Operating temperature
For example, batteries using aqueous electrolytes cannot be used at temperatures below 0°C because the aqueous electrolyte may freeze below 0°C. Similarly, lithium-based batteries can operate at temperatures as low as -40°C, but their efficiency may decrease. Battery performance can be significantly altered by temperature.
The optimal charging rate for lithium-ion batteries is between 20°C and 45°C. Using lower current/voltage outside this temperature range will result in longer charging times. If the temperature drops below 5°C or 10°C, dendritic lithium plating may form in the electrolyte, which must be avoided by using trick current charging.
Capacity, power and energy
The battery's power determines its operating time. Battery power/capacity is expressed in watt-hours (Wh). This is calculated by multiplying the battery voltage (V) by the amount of current the battery can produce in a given time.
High-power batteries always have the ability to discharge quickly at high discharge rates, such as in applications like power tools or vehicle starter batteries, but most high-power batteries have relatively low energy capacity.
Chemical properties
By then you will know that all the characteristics of a battery generally depend on the chemistry involved.

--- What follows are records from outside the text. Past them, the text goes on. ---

//! Proxus Core 配置模块
//!
//! 两类配置：
//! - 引擎设置（TOML）：规则目录、规则配置文件、调度超时、错误策略、日志
//! - 规则配置（JSON）：当前启用的规则与代理的域名，见 [`ConfigStore`]

use std::fs;
use std::path::{Path, PathBuf};
use std::time::Duration;

use anyhow::{Context, Result, anyhow};
use serde::Deserialize;
use toml::Value;
use tracing::warn;

use crate::hooks::{DispatchOptions, HookErrorPolicy};

mod manager;
mod store;

pub use manager::SettingsManager;
pub use store::{ConfigStore, ConfigUpdate, DEFAULT_DOMAIN, DEFAULT_RULE, RulesConfig};

/// 日志配置
#[derive(Debug, Clone, Deserialize)]
#[serde(default)]
pub struct LoggingConfig {
    /// 日志级别，`RUST_LOG` 优先
    pub level: String,
    pub with_target: bool,
    pub with_thread_ids: bool,
    pub with_file: bool,
    pub with_line_number: bool,
    /// 输出 JSON 格式日志
    pub json: bool,
}

impl Default for LoggingConfig {
    fn default() -> Self {
        Self {
            level: "info".to_string(),
            with_target: true,
            with_thread_ids: false,
            with_file: false,
            with_line_number: false,
            json: false,
        }
    }
}

/// 规则目录与规则配置文件的位置
#[derive(Debug, Clone, Deserialize)]
#[serde(default)]
pub struct RulesSection {
    /// 规则目录，每个子目录是一个规则
    pub path: PathBuf,
    /// 规则配置 JSON 文件
    pub config_file: PathBuf,
}

impl Default for RulesSection {
    fn default() -> Self {
        let home = default_home();
        Self {
            path: home.join("rules"),
            config_file: home.join("config.json"),
        }
    }
}

/// 调度配置
#[derive(Debug, Clone, Deserialize)]
#[serde(default)]
pub struct DispatchSection {
    /// 流量 Hook 中单个谓词/解析器的超时（毫秒）
    pub timeout_ms: u64,
    /// 预处理器的超时（毫秒）
    pub preprocessor_timeout_ms: u64,
    /// 请求期规则失败时的处理策略
    pub error_policy: HookErrorPolicy,
}

impl Default for DispatchSection {
    fn default() -> Self {
        Self {
            timeout_ms: 3_000,
            preprocessor_timeout_ms: 60_000,
            error_policy: HookErrorPolicy::FailClosed,
        }
    }
}

/// 引擎设置
#[derive(Debug, Clone, Default, Deserialize)]
#[serde(default)]
pub struct EngineSettings {
    pub rules: RulesSection,
    pub dispatch: DispatchSection,
    pub logging: LoggingConfig,
}

impl EngineSettings {
    pub fn dispatch_options(&self) -> DispatchOptions {
        DispatchOptions {
            timeout: Duration::from_millis(self.dispatch.timeout_ms),
            preprocessor_timeout: Duration::from_millis(self.dispatch.preprocessor_timeout_ms),
        }
    }

    pub fn config_store(&self) -> ConfigStore {
        ConfigStore::new(&self.rules.config_file, &self.rules.path)
    }
}

/// 默认的 Proxus 主目录 `$HOME/proxus`
fn default_home() -> PathBuf {
    std::env::var_os("HOME")
        .map(PathBuf::from)
        .unwrap_or_else(|| PathBuf::from("."))
        .join("proxus")
}

/// 加载引擎设置
///
/// 显式给出的路径必须可读；否则依次尝试 `config/proxus.toml`、`proxus.toml`，
/// 都不存在时使用默认值。随后叠加 `PROXUS_ENV` 对应的环境配置与环境变量覆盖。
pub fn load_settings(path: Option<&Path>) -> Result<EngineSettings> {
    let mut value = match path {
        Some(path) => load_toml_value(path)?,
        None => load_with_fallback(&[
            PathBuf::from("config/proxus.toml"),
            PathBuf::from("proxus.toml"),
        ]),
    };

    if let Some(overlay) = SettingsManager::load_environment_overlay()? {
        merge_value(&mut value, overlay);
    }

    let mut settings: EngineSettings = value
        .try_into()
        .context("invalid proxus settings after merging")?;
    SettingsManager::apply_env_overrides(&mut settings);
    Ok(settings)
}

/// 依次尝试候选文件，全部失败时返回空表
fn load_with_fallback(candidates: &[PathBuf]) -> Value {
    for path in candidates {
        if !path.is_file() {
            continue;
        }
        match load_toml_value(path) {
            Ok(value) => return value,
            Err(err) => warn!("failed to load settings from {}: {err:#}", path.display()),
        }
    }
    Value::Table(Default::default())
}

/// 加载 TOML 值
fn load_toml_value(path: &Path) -> Result<Value> {
    let content = fs::read_to_string(path)
        .with_context(|| format!("unable to read settings file {}", path.display()))?;
    let value: Value = toml::from_str(&content)
        .with_context(|| format!("invalid TOML content in {}", path.display()))?;
    if !value.is_table() {
        return Err(anyhow!("settings must be a table: {}", path.display()));
    }
    Ok(value)
}

/// 表按键递归合并，其余值由 overlay 覆盖
fn merge_value(base: &mut Value, overlay: Value) {
    match overlay {
        Value::Table(overlay_table) => {
            if let Value::Table(base_table) = base {
                for (key, overlay_value) in overlay_table.into_iter() {
                    match base_table.get_mut(&key) {
                        Some(base_value) => merge_value(base_value, overlay_value),
                        None => {
                            base_table.insert(key, overlay_value);
                        }
                    }
                }
            } else {
                *base = Value::Table(overlay_table);
            }
        }
        other => {
            *base = other;
        }
    }
}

Depending on the chemical methods used, batteries are called lead-acid batteries, alkaline batteries, nickel-cadmium batteries (NiCd), nickel-metal hydride batteries (NiMH), lithium-ion batteries (Li-ion), and lithium polymer batteries (Li-polymer).
Shelf life
Not all batteries are used immediately after development, but they will sit on shelves for a long time before use. The battery's shelf life tells you how long you can leave it idle. With a primary battery, the shelf life is simply a fact because a secondary battery can be recharged once used. A battery might sit idle for years, for example, in a fire alarm until a fire is detected and the alarm is activated. Even if a battery is not used for a long time, it will still retain its output, so please be careful.